Morphological alterations of exogenous surfactant inhibited by meconium can be prevented by dextran
Surfactant dysfunction due to inhibition is involved in the pathophysiology of meconium aspiration syndrome. Dextran addition has been shown to reverse exogenous surfactant inactivation by meconium, but the precise mechanisms and the morphological correlate of this effect are yet unknown. Morphological surfactant analysis by transmission electron microscopy (TEM) and stereology allows the differentiation of active (large aggregates = LA) and inactive (small aggregates = SA) subtypes.
To determine the in vitro effects of meconium and dextran addition on the morphology of a modified porcine natural surfactant (Curosurf), Curosurf samples were either incubated alone or together with meconium or with meconium and dextran, fixed and processed for TEM. Volume fractions of surfactant subtypes [lamellar body-like forms (LBL), multilamellar vesicles (MV), unilamellar vesicles (UV)] were determined stereologically.

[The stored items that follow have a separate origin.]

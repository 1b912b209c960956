//! In-memory shadow copies of manifest files.
//!
//! A [`ShadowFile`] holds the decoded content of one source as a sequence of
//! Unicode scalar values, so every position used by the splice engine is a
//! character offset. Mutations stay in memory until [`ShadowFile::commit`]
//! persists them, atomically for filesystem targets.

use std::fs;
use std::io::{self, IsTerminal, Read, Write};
use std::path::{Path, PathBuf};

use tracing::debug;

use crate::error::{Error, Result};

/// Where a shadow file comes from and where a commit sends it back to.
#[derive(Debug, Clone, PartialEq, Eq)]
pub enum FileSource {
    /// A filesystem path; commits rewrite it atomically.
    Path(PathBuf),
    /// Standard input on open, standard output on commit.
    Stdio,
    /// Pre-resident content under a display name; commits are a no-op.
    Memory(String),
}

impl FileSource {
    pub fn display_name(&self) -> String {
        match self {
            FileSource::Path(p) => p.display().to_string(),
            FileSource::Stdio => "-".to_string(),
            FileSource::Memory(name) => name.clone(),
        }
    }
}

/// An in-memory copy of a file that can be committed back to its source.
#[derive(Debug)]
pub struct ShadowFile {
    source: FileSource,
    buf: Vec<char>,
}

impl ShadowFile {
    /// Opens a source and decodes it into a character buffer.
    ///
    /// All encodings YAML allows are accepted: UTF-8 and both UTF-16
    /// variants, detected by byte-order mark. Ill-formed sequences are
    /// replaced with U+FFFD. The output encoding is always UTF-8.
    pub fn open(source: FileSource) -> Result<Self> {
        let bytes = match &source {
            FileSource::Path(p) => fs::read(p)?,
            FileSource::Stdio => {
                let stdin = io::stdin();
                if stdin.is_terminal() {
                    eprintln!(
                        "(reading manifests from standard input; hit ctrl-c if this is not what you wanted)"
                    );
                }
                let mut buf = Vec::new();
                stdin.lock().read_to_end(&mut buf)?;
                buf
            }
            FileSource::Memory(name) => {
                return Err(Error::not_found(format!("memory source {name:?} has no content")))
            }
        };
        Ok(Self::from_bytes(source, &bytes))
    }

    /// Builds a shadow file from pre-resident bytes, applying the same
    /// BOM-aware decoding as [`ShadowFile::open`].
    pub fn from_bytes(source: FileSource, bytes: &[u8]) -> Self {
        let (text, _, _) = encoding_rs::UTF_8.decode(bytes);
        ShadowFile {
            source,
            buf: text.chars().collect(),
        }
    }

    pub fn source(&self) -> &FileSource {
        &self.source
    }

    pub fn name(&self) -> String {
        self.source.display_name()
    }

    /// Redirects the commit target to standard output, leaving the buffer
    /// untouched. Used by `--stdout` to suppress in-place writes.
    pub fn redirect_to_stdout(&mut self) {
        self.source = FileSource::Stdio;
    }

    pub fn len(&self) -> usize {
        self.buf.len()
    }

    pub fn is_empty(&self) -> bool {
        self.buf.is_empty()
    }

    pub fn contents(&self) -> String {
        self.buf.iter().collect()
    }

    /// Returns the text at `[start, end)`.
    pub fn slice(&self, start: usize, end: usize) -> Result<String> {
        if start > end || end > self.buf.len() {
            return Err(Error::OutOfBounds {
                index: end,
                len: self.buf.len(),
            });
        }
        Ok(self.buf[start..end].iter().collect())
    }

    /// Replaces `[start, end)` with `value` in place. Positions are
    /// validated, never corrected.
    pub fn splice(&mut self, start: usize, end: usize, value: &str) -> Result<()> {
        if start > end || end > self.buf.len() {
            return Err(Error::OutOfBounds {
                index: end,
                len: self.buf.len(),
            });
        }
        self.buf.splice(start..end, value.chars());
        Ok(())
    }

    /// Replaces the whole buffer.
    pub fn set_contents(&mut self, contents: &str) {
        self.buf = contents.chars().collect();
    }

    /// Reads the buffer, applies `f`, and replaces the buffer with the
    /// result, atomically in memory.
    pub fn transform<F>(&mut self, f: F) -> Result<()>
    where
        F: FnOnce(&str) -> Result<String>,
    {
        let next = f(&self.contents())?;
        self.set_contents(&next);
        Ok(())
    }

    /// Persists the buffer to its source.
    ///
    /// Filesystem targets are written through a temporary file in the same
    /// directory, inheriting the permissions of a pre-existing destination,
    /// then renamed onto the target so a failed write never leaves a torn
    /// file. The stdio sentinel streams UTF-8 to standard output; memory
    /// sources are left alone.
    pub fn commit(&self) -> Result<()> {
        match &self.source {
            FileSource::Path(path) => {
                debug!(file = %path.display(), chars = self.buf.len(), "committing");
                atomic_write(path, self.contents().as_bytes())
            }
            FileSource::Stdio => {
                let mut out = io::stdout().lock();
                out.write_all(self.contents().as_bytes())?;
                out.flush()?;
                Ok(())
            }
            FileSource::Memory(_) => Ok(()),
        }
    }
}

/// Writes `content` to `path` via tempfile + rename in the same directory.
fn atomic_write(path: &Path, content: &[u8]) -> Result<()> {
    let parent = match path.parent() {
        Some(p) if !p.as_os_str().is_empty() => p,
        _ => Path::new("."),
    };

    let mut temp = tempfile::NamedTempFile::new_in(parent)?;
    temp.write_all(content)?;
    temp.as_file().sync_all()?;

    // Keep the permissions of an already-existing destination.
    if let Ok(meta) = fs::metadata(path) {
        fs::set_permissions(temp.path(), meta.permissions())?;
    }

    // On rename failure the temp file is removed by NamedTempFile's drop.
    temp.persist(path).map_err(|e| Error::Io(e.error))?;
    Ok(())
}
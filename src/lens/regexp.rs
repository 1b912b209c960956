//! The `regexp` lens: selects a substring via a regular expression and
//! exposes capturing groups as child positions, referenced by number or,
//! for `(?P<name>…)` subexpressions, by name. Group 0 is the whole match.

use crate::error::{Error, Result};
use crate::lens::util::{char_offset, compile_regex};
use crate::lens::Setter;
use crate::splice::span;
use crate::yaml::ptr::tokens;

pub fn apply(src: &str, setters: &mut [Setter]) -> Result<String> {
    let mut ops = Vec::with_capacity(setters.len());

    for setter in setters.iter_mut() {
        let toks = tokens(&setter.pointer)?;
        if toks.len() > 2 {
            return Err(Error::syntax(format!(
                "regexp lens wants at most two tokens, got {}",
                toks.len()
            )));
        }

        let re = compile_regex(&toks[0])?;

        let group = match toks.get(1) {
            None => 0,
            Some(sub) => match sub.parse::<usize>() {
                Ok(n) => n,
                Err(_) => re
                    .capture_names()
                    .position(|name| name == Some(sub.as_str()))
                    .ok_or_else(|| {
                        Error::syntax(format!("cannot find subexpression {sub:?}"))
                    })?,
            },
        };

        let count = re.find_iter(src).count();
        if count > 1 {
            return Err(Error::Ambiguous {
                what: format!("regexp {:?}", toks[0]),
                count,
            });
        }
        let caps = re
            .captures(src)
            .ok_or_else(|| Error::not_found(format!("no matches for regexp {:?}", toks[0])))?;
        let m = caps.get(group).ok_or_else(|| {
            Error::not_found(format!("group {group} of regexp {:?}", toks[0]))
        })?;

        let start = char_offset(src, m.start());
        let end = char_offset(src, m.end());
        let new_value = setter.value.transform(m.as_str())?;
        ops.push(span(start, end).with(new_value));
    }

    crate::splice::transform(src, ops)
}

#[cfg(test)]
mod tests {
    use crate::error::Error;
    use crate::lens::{self, Mapping};

    const SRC: &str = "data: |\n  foo\n    bar 123\n  baz\n";
    const OUT: &str = "data: |\n  foo\n    bar 023\n  baz\n";

    #[test]
    fn whole_match() {
        let got = lens::apply(
            SRC,
            vec![Mapping::new("/data/~(regexp)/b.* ([0-9])", "bar 0")],
        )
        .unwrap();
        assert_eq!(got, OUT);
    }

    #[test]
    fn group_by_number() {
        let got = lens::apply(
            SRC,
            vec![Mapping::new("/data/~(regexp)/b.* (?P<num>[0-9])/1", "0")],
        )
        .unwrap();
        assert_eq!(got, OUT);
    }

    #[test]
    fn group_by_name() {
        let got = lens::apply(
            SRC,
            vec![Mapping::new("/data/~(regexp)/b.* (?P<num>[0-9])/num", "0")],
        )
        .unwrap();
        assert_eq!(got, OUT);
    }

    #[test]
    fn regexp_as_outer_lens_chains_into_base64() {
        let got = lens::apply(
            "foo:YmFy",
            vec![Mapping::new("~(regexp)/foo:(.*)/1/~(base64)", "baz")],
        )
        .unwrap();
        assert_eq!(got, "foo:YmF6");
    }

    #[test]
    fn unknown_group_name() {
        let err = lens::apply(
            SRC,
            vec![Mapping::new("/data/~(regexp)/bar (x)/nope", "0")],
        )
        .unwrap_err();
        assert!(matches!(err, Error::Syntax { .. }));
    }

    #[test]
    fn multiple_matches_are_ambiguous() {
        let err = lens::apply(
            "a1 a2",
            vec![Mapping::new("~(regexp)/a[0-9]", "b")],
        )
        .unwrap_err();
        assert!(matches!(err, Error::Ambiguous { .. }));
    }
}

All preparations contained LBL and MV (corresponding to LA) as well as UV (corresponding to SA). The volume fraction of UV increased with addition of meconium and decreased with further addition of dextran. Correspondingly, the UV/(LBL+MV) ratio (resembling the SA/LA ratio) increased when meconium was added and decreased when dextran was added to the surfactant-meconium mixture.
Meconium causes alterations in the ultrastructural composition of Curosurf that can be visualized and analyzed by TEM and stereology. These alterations resemble an increase in the SA/LA ratio and are paralleled by an increase in minimum surface tension. Dextran prevents these effects and may therefore be a useful additive to exogenous surfactant preparations to preserve their structural and functional integrity, thereby improving their resistance to inactivation.
KeywordsDextran Acute Lung Injury Multilamellar Vesicle Exogenous Surfactant Meconium Aspiration Syndrome
The surfactant system of the lung prevents alveolar collapse by reducing alveolar surface tension. Growing evidence suggests that certain surfactant components also have immunomodulatory functions. Surfactant, synthesized and secreted by type II alveolar epithelial cells, is a complex mixture of lipids, mainly saturated phospholipids, and proteins, among them the surfactant apoproteins SP-A, -B, -C and -D . The two hydrophilic, large molecular weight surfactant apoproteins SP-A and SP-D are lost during extraction with organic solvents used in the production of the commercially available surfactant preparations of bovine or porcine origin. The glycoproteins SP-A and SP-D are members of the collectin family and seem to "orchestrate the lung's immune response" [2, 3]. In contrast, the hydrophobic surfactant proteins SP-B and SP-C are contained in natural modified surfactants for clinical use. SP-B and SP-C are essential for the biophysical activity of surfactant preparations [4, 5].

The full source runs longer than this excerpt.